Start of Exercise inputs

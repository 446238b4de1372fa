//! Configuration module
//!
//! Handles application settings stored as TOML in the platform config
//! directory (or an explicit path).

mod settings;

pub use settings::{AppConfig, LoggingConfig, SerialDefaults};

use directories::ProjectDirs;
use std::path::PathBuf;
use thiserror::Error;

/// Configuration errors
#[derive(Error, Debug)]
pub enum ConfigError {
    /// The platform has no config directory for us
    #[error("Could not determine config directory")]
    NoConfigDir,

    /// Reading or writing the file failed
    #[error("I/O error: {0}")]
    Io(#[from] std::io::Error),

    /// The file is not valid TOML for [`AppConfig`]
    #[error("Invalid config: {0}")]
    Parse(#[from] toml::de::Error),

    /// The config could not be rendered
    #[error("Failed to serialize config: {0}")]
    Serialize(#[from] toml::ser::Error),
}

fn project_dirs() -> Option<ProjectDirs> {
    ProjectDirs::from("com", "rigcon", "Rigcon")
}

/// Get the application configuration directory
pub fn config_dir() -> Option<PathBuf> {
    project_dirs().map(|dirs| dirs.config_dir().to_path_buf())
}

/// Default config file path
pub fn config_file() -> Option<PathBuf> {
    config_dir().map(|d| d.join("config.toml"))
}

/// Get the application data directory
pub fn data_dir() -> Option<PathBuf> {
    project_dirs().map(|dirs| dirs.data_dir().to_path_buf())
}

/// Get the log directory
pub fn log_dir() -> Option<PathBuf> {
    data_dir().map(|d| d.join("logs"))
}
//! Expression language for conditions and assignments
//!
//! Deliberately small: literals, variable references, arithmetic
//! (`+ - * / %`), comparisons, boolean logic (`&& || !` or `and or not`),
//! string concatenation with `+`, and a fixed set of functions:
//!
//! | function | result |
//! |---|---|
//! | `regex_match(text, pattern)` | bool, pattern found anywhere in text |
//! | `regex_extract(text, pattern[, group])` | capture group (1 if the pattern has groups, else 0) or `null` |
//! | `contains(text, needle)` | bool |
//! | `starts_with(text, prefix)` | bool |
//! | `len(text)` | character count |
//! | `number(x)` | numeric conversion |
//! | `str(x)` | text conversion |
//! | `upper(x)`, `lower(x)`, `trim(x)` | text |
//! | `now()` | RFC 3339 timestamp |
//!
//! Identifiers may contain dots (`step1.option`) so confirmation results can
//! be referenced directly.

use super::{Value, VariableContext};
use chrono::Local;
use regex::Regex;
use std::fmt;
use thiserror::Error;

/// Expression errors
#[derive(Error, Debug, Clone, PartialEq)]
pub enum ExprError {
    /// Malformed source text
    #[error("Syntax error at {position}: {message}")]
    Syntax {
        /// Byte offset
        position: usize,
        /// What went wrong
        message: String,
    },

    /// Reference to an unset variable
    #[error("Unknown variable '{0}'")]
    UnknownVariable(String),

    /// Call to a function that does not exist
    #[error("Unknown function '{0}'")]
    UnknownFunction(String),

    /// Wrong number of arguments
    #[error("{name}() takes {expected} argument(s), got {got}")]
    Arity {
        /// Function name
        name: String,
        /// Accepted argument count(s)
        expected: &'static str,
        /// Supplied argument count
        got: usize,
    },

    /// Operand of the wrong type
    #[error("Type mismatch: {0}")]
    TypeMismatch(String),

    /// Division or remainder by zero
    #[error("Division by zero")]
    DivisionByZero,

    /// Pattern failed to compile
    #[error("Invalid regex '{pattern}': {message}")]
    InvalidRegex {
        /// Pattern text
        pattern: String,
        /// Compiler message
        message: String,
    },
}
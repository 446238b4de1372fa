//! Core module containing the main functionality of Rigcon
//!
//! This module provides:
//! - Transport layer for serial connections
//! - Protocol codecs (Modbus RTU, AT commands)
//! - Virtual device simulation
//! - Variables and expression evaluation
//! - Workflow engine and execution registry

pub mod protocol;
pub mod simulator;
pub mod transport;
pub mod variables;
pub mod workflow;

End of Exercise inputs

→ **Problem to solve**:
Print exactly the lines from the beginning of the entries through the line with "pub enum ConfigError". Output nothing more.

→ **Result for this task**:
repository 446238b4de1372fa
//! Configuration module
//!
//! Handles application settings stored as TOML in the platform config
//! directory (or an explicit path).

mod settings;

pub use settings::{AppConfig, LoggingConfig, SerialDefaults};

use directories::ProjectDirs;
use std::path::PathBuf;
use thiserror::Error;

/// Configuration errors
#[derive(Error, Debug)]
pub enum ConfigError {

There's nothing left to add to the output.